Fino a che i venti di guerra hanno cominciato a essere sempre più forti. “I nostri amici ucraini ci dicevano di stare tranquilli, che quella situazione andava avanti dal 2014 e che le voci di una guerra imminente erano un giochetto dell’Occidente”. Il legame con la Russia sembra ambiguo. “Gli ucraini sono un popolo orgoglioso, vogliono essere indipendenti. Al tempo stesso sono la stessa gente. Tanti ucraini hanno parenti russi e viceversa”. Sembra però che pochi si aspettassero davvero l’invasione delle scorse ore. “Per loro era tutto tranquillo. Così fino a pochissimo tempo fa”.

Dell’Ucraina raccontano che “è un Paese molto diverso dall’Italia e da altre nazioni. Ci sono grosse differenze economiche. Gli industriali, chi produce armi o energia, sono ricchissimi. I professionisti fanno una vita normalissima, senza lussi. E c’è tanta povertà, abbiamo visto persone rovistare nei rifiuti”. La percezione di questa giovane coppia è che “l’Ucraina volesse occidentalizzarsi, forse anche per promesse di Usa e Ue che non so quanto fosse possibile mantenere. Gli stranieri vengono visti come un modo per fare soldi.
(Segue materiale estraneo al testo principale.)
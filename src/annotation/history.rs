// ==================== Undo/redo history ====================

/// Linear undo/redo over committed items.
///
/// Every item lives in exactly one of the two stacks. Undo moves the newest active item onto
/// the redo stack, redo moves it back, and committing anything new clears the redo stack.
/// There is no capacity limit.
#[derive(Debug, Clone)]
pub struct HistoryManager<C> {
    /// Committed items, oldest first. This is also the render order.
    active: Vec<C>,
    /// Undone items, most recently undone last.
    redo_stack: Vec<C>,
}

impl<C> Default for HistoryManager<C> {
    fn default() -> Self {
        Self::new()
    }
}

impl<C> HistoryManager<C> {
    pub fn new() -> Self {
        Self {
            active: Vec::new(),
            redo_stack: Vec::new(),
        }
    }

    /// Commit a new item; clears the redo stack.
    pub fn push(&mut self, item: C) {
        self.redo_stack.clear();
        self.active.push(item);
    }

    /// Undo the newest item, returning it.
    pub fn undo(&mut self) -> Option<&C> {
        let item = self.active.pop()?;
        self.redo_stack.push(item);
        self.redo_stack.last()
    }

    /// Redo the most recently undone item, returning it.
    pub fn redo(&mut self) -> Option<&C> {
        let item = self.redo_stack.pop()?;
        self.active.push(item);
        self.active.last()
    }

    pub fn can_undo(&self) -> bool {
        !self.active.is_empty()
    }

    pub fn can_redo(&self) -> bool {
        !self.redo_stack.is_empty()
    }

    pub fn active(&self) -> &[C] {
        &self.active
    }

    pub fn redo_count(&self) -> usize {
        self.redo_stack.len()
    }

    pub fn clear(&mut self) {
        self.active.clear();
        self.redo_stack.clear();
    }
}

#[cfg(test)]
mod tests {
    use super::HistoryManager;

    #[test]
    fn undo_redo_round_trip() {
        let mut history = HistoryManager::new();
        for i in 0..5 {
            history.push(i);
        }
        for _ in 0..5 {
            assert!(history.undo().is_some());
        }
        assert!(history.undo().is_none());
        assert!(history.active().is_empty());

        for _ in 0..5 {
            assert!(history.redo().is_some());
        }
        assert_eq!(history.active(), &[0, 1, 2, 3, 4]);
        assert!(!history.can_redo());
    }

    #[test]
    fn commit_clears_redo() {
        let mut history = HistoryManager::new();
        history.push(1);
        history.push(2);
        assert_eq!(history.undo(), Some(&2));
        assert!(history.can_redo());

        history.push(3);
        assert!(!history.can_redo());
        assert_eq!(history.active(), &[1, 3]);
    }

    #[test]
    fn no_items_are_dropped() {
        let mut history = HistoryManager::new();
        for i in 0..500 {
            history.push(i);
        }
        assert_eq!(history.active().len(), 500);
    }
}
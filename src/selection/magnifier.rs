use crate::geometry::{PixelRect, Point, Scale, Size};
use crate::pixel_buffer::PixelBuffer;

/// Edge of the square sampled around the cursor, in image pixels.
pub const CROP_SIZE: i32 = 35;
/// Edge of the on-screen preview, in logical units.
pub const PREVIEW_EXTENT: f64 = 140.0;
const PREVIEW_OFFSET: f64 = 20.0;
const PREVIEW_FLIP: f64 = 160.0;

/// What the host shows in the magnifier for one cursor position.
#[derive(Debug, Clone, PartialEq)]
pub struct MagnifierView {
    /// Top-left of the preview in logical coordinates.
    pub position: Point,
    /// Pixels around the cursor, `None` when no source image is attached.
    pub crop: Option<PixelBuffer>,
    /// Cursor position label, e.g. `"(120, 45)"`.
    pub label: String,
}

/// Preview placement: down-right of the cursor, flipped per axis when it would leave the screen.
pub fn place(cursor: Point, screen: Size) -> Point {
    let mut x = cursor.x + PREVIEW_OFFSET;
    let mut y = cursor.y + PREVIEW_OFFSET;
    if x + PREVIEW_EXTENT > screen.width {
        x = cursor.x - PREVIEW_FLIP;
    }
    if y + PREVIEW_EXTENT > screen.height {
        y = cursor.y - PREVIEW_FLIP;
    }
    Point::new(x, y)
}

/// Image rectangle sampled for a cursor position, clamped to the image.
pub fn crop_rect(image_width: u32, image_height: u32, screen: Size, cursor: Point) -> PixelRect {
    let (cx, cy) = Scale::between(image_width, image_height, screen).map_point(cursor);
    PixelRect::new(
        cx - CROP_SIZE / 2,
        cy - CROP_SIZE / 2,
        CROP_SIZE,
        CROP_SIZE,
    )
    .clamp_to(image_width, image_height)
}

pub fn sample(image: Option<&PixelBuffer>, screen: Size, cursor: Point) -> MagnifierView {
    let crop = image.and_then(|img| {
        img.crop(crop_rect(img.width(), img.height(), screen, cursor))
    });
    MagnifierView {
        position: place(cursor, screen),
        crop,
        label: format!("({}, {})", cursor.x as i32, cursor.y as i32),
    }
}

#[cfg(test)]
mod tests {
    use super::*;
    use crate::pixel_buffer::ChannelOrder;

    #[test]
    fn preview_flips_at_edges() {
        let screen = Size::new(1000.0, 800.0);
        assert_eq!(place(Point::new(100.0, 100.0), screen), Point::new(120.0, 120.0));
        assert_eq!(place(Point::new(900.0, 700.0), screen), Point::new(740.0, 540.0));
    }

    #[test]
    fn crop_is_scaled_and_clamped() {
        let screen = Size::new(500.0, 400.0);
        // 2x image: cursor (100, 100) maps to (200, 200).
        assert_eq!(
            crop_rect(1000, 800, screen, Point::new(100.0, 100.0)),
            PixelRect::new(183, 183, 35, 35)
        );
        // Near the origin the crop starts at 0 and keeps its size.
        assert_eq!(
            crop_rect(1000, 800, screen, Point::new(2.0, 2.0)),
            PixelRect::new(0, 0, 35, 35)
        );
        // Near the far edge the width is cut.
        assert_eq!(
            crop_rect(1000, 800, screen, Point::new(499.0, 399.0)),
            PixelRect::new(981, 781, 19, 19)
        );
    }

    #[test]
    fn sample_labels_logical_position() {
        let img = PixelBuffer::new(100, 100, ChannelOrder::Rgba).unwrap();
        let view = sample(Some(&img), Size::new(100.0, 100.0), Point::new(50.7, 10.2));
        assert_eq!(view.label, "(50, 10)");
        let crop = view.crop.unwrap();
        assert_eq!((crop.width(), crop.height()), (35, 35));

        assert!(sample(None, Size::new(100.0, 100.0), Point::new(1.0, 1.0)).crop.is_none());
    }
}
use tracing_subscriber::EnvFilter;

/// Install the global `tracing` subscriber.
///
/// With `debug` the default level is `debug` and `RUST_LOG` may override it; otherwise the
/// level is fixed at `info`. Calling this twice is harmless.
pub fn init(debug: bool) {
    let filter = if debug {
        EnvFilter::try_from_default_env().unwrap_or_else(|_| EnvFilter::new("debug"))
    } else {
        EnvFilter::new("info")
    };

    let _ = tracing_subscriber::fmt()
        .with_env_filter(filter)
        .with_writer(std::io::stderr)
        .try_init();
}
Tutto costa di più per chi non è ucraino”.

La decisione di prendere un aereo verso l’Italia per lui e Hamrah è stata provvidenziale. “Ci sono tanti italiani che adesso vorrebbero lasciare l’Ucraina e non possono” raccontano. “Sentiamo al telefono amici e conoscenti. Ci riferiscono che hanno bombardato strade e aeroporti, ci sono code ai bancomat, il cibo comincia a scarseggiare. La nostra Università ha bloccato tutti i corsi, anche quelli on line”.

Anche l’umore delle persone è precipitato. “La manager della scuola di inglese dove insegnavo mi ha scritto poco fa che se non dovessi più sentirla significa che hanno staccato la rete telefonica o che è morta. Sono sicuro che l’ha detto in un momento di sconforto, ma è una cosa che mi ha molto colpito”.

michele hamrah dnipro ucraina

Mentre il pensiero va a quelle persone e quel posto “dove abbiamo lasciato un pezzo di noi stessi”, Michele e Hamrah sono preoccupati anche per il loro futuro. Entrambi vorrebbero proseguire gli studi, ma non sanno come e dove farlo. “Stiamo cercando un modo per farci riconoscere gli anni di studi. Io ho 33 anni, sono giovane ma non posso ricominciare da zero”. Hamrah è aperta a tutte le possibilità. “Mi piace stare qui, Termoli è bella. Ma dovrei studiare in lingua inglese”. Non esclude anche un ritorno nella sua Sydney. “Se ci accettano certamente sì”.

“Avremmo bisogno di acquisire esperienza clinica. Purtroppo a causa del Covid la nostra crescita professionale è stata limitata. Io però ho già lavorato come infermiere strumentista, lei che invece è biotecnologa ha poca esperienza in ospedale”. “Mi piacerebbe molto lavorare in ospedale – confessa lei -. A Termoli o altrove”. Restare in Molise, magari studiando a Campobasso, non dispiacerebbe neanche a Michele “ma la vedo molto difficile perché i posti sono limitati”. Adesso il loro obiettivo è mettersi in contatto col Ministero dell’Istruzione o un’altra istituzione utile per chiarire la loro posizione e se possibile ottenere un riconoscimento degli studi. “L’Università di Dnipro è riconosciuta a livello internazionale, non si pensi che fuori dall’Italia non esiste una preparazione adeguata”.

Sono quindi in una sorta di limbo. “Siamo rifugiati universitari di guerra” afferma Michele. “Difficile dire cosa sarebbe meglio per noi. Non sappiamo quanto durerà, se la nostra Università riaprirà. Chi ci assicura che fra sei mesi non potrebbe succedere qualcos’altro? È un Paese molto instabile e non so se voglio tornare in Ucraina quando sarà tutto finito”.